He said it for her. She took it from him; she found lively excitement in the pleasure of making his language her own. She asked for further indulgence; all the old school pieces were revived, and with them Shirley's old school days.
He had gone through some of the best passages of Racine and Corneille, and then had heard the echo of his own deep tones in the girl's voice, that modulated itself faithfully on his. "Le chêne et le Roseau," that most beautiful of La Fontaine's fables, had been recited, well recited, by the tutor, and the pupil had animatedly availed herself of the lesson. Perhaps a simultaneous feeling seized them now, that their enthusiasm had kindled to a glow, which the slight fuel of French poetry no longer sufficed to feed; perhaps they longed for a trunk of English oak to be thrown as a Yule log to the devouring flame. Moore observed, "And these are our best pieces! And we have nothing more dramatic, nervous, natural!"
And then he smiled and was silent. His whole nature seemed serenely alight. He stood on the hearth, leaning his elbow on the mantelpiece, musing not unblissfully.
Twilight was closing on the diminished autumn day. The schoolroom windows—darkened with creeping plants, from which no high October winds had as yet swept the sere foliage—admitted scarce a gleam of sky; but the fire gave light enough to talk by.
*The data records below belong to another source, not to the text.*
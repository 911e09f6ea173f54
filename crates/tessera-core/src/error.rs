//! Error types for tessera
//!
//! One enum covers every failure a caller can observe. Storage backends map
//! their native errors into it, classifying lock contention as
//! [`TesseraError::TransientStorage`] so callers can tell "try again later"
//! apart from "this will never work".

use thiserror::Error;

use crate::embedding::EmbeddingError;

/// Errors raised by graph traversal
#[derive(Error, Debug, Clone, PartialEq, Eq)]
pub enum GraphError {
    /// `values()`/`all()` was called before `v()`
    #[error("traversal has no start node; call v() first")]
    MissingStart,

    /// Node or predicate was empty where one is required
    #[error("invalid graph argument: {0}")]
    InvalidArgument(String),
}

/// Top-level error type
#[derive(Error, Debug)]
pub enum TesseraError {
    /// Malformed input, e.g. a document without an id
    #[error("Validation error: {0}")]
    Validation(String),

    /// Lock contention that outlived every retry
    #[error("Storage busy after {attempts} attempt(s): {message}")]
    TransientStorage {
        /// Attempts made before giving up
        attempts: u32,
        /// Last error reported by the backend
        message: String,
    },

    /// Any storage failure that retrying will not fix
    #[error("Storage error: {0}")]
    PermanentStorage(String),

    /// Embedding provider failure or output-count mismatch
    #[error("Embedding error: {0}")]
    Embedding(#[from] EmbeddingError),

    /// Retrieval mode string was not recognised
    #[error("Unknown retrieval mode: '{0}' (expected vector, fulltext, graph or hybrid)")]
    UnknownMode(String),

    /// The caller's cancellation token fired
    #[error("Operation cancelled")]
    Cancelled,

    /// Traversal misuse
    #[error("Graph error: {0}")]
    Graph(#[from] GraphError),

    /// Invalid configuration
    #[error("Configuration error: {0}")]
    Configuration(String),

    /// An ingestion call failed part-way; earlier chunks stay committed
    #[error("Ingestion stopped after committing {} document(s): {source}", .committed.len())]
    PartialIngest {
        /// Ids durably stored before the failure
        committed: Vec<String>,
        /// The failure that stopped ingestion
        #[source]
        source: Box<TesseraError>,
    },
}

/// Result type for tessera operations
pub type TesseraResult<T> = Result<T, TesseraError>;

impl TesseraError {
    /// Whether the failure came from lock contention
    pub fn is_transient(&self) -> bool {
        matches!(self, Self::TransientStorage { .. })
    }

    /// Ids committed before the failure, for partial ingests
    pub fn committed_ids(&self) -> &[String] {
        match self {
            Self::PartialIngest { committed, .. } => committed,
            _ => &[],
        }
    }
}

impl From<tessera_config::ConfigError> for TesseraError {
    fn from(err: tessera_config::ConfigError) -> Self {
        Self::Configuration(err.to_string())
    }
}

#[cfg(test)]
mod tests {
    use super::*;

    #[test]
    fn partial_ingest_reports_committed_count() {
        let err = TesseraError::PartialIngest {
            committed: vec!["a".into(), "b".into()],
            source: Box::new(TesseraError::Embedding(EmbeddingError::CountMismatch {
                expected: 3,
                actual: 2,
            })),
        };

        let message = err.to_string();
        assert!(message.contains("2 document(s)"), "{message}");
        assert!(message.contains("expected 3"), "{message}");
        assert_eq!(err.committed_ids(), ["a".to_string(), "b".to_string()]);
    }

    #[test]
    fn only_transient_storage_is_transient() {
        let busy = TesseraError::TransientStorage {
            attempts: 5,
            message: "database is locked".into(),
        };
        assert!(busy.is_transient());
        assert!(!TesseraError::PermanentStorage("disk full".into()).is_transient());
        assert!(!TesseraError::Cancelled.is_transient());
    }

    #[test]
    fn config_errors_convert() {
        let err: TesseraError = tessera_config::validate_identifier("drop table")
            .unwrap_err()
            .into();
        assert!(matches!(err, TesseraError::Configuration(_)));
    }
}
And now Louis Moore addressed his pupil in French, and she answered at first with laughing hesitation and in broken phrase. Moore encouraged while he corrected her. Henry joined in the lesson; the two scholars stood opposite the master, their arms round each other's waists. Tartar, who long since had craved and obtained admission, sat sagely in the centre of the rug, staring at the blaze which burst fitful from morsels of coal among the red cinders. The group were happy enough, but—
"Pleasures are like poppies spread;
You seize the flower—its bloom is shed."
The dull, rumbling sound of wheels was heard on the pavement in the yard.
"It is the carriage returned," said Shirley; "and dinner must be just ready, and I am not dressed."
A servant came in with Mr. Moore's candle and tea; for the tutor and his pupil usually dined at luncheon time.
"Mr. Sympson and the ladies are returned," she said, "and Sir Philip Nunnely is with them."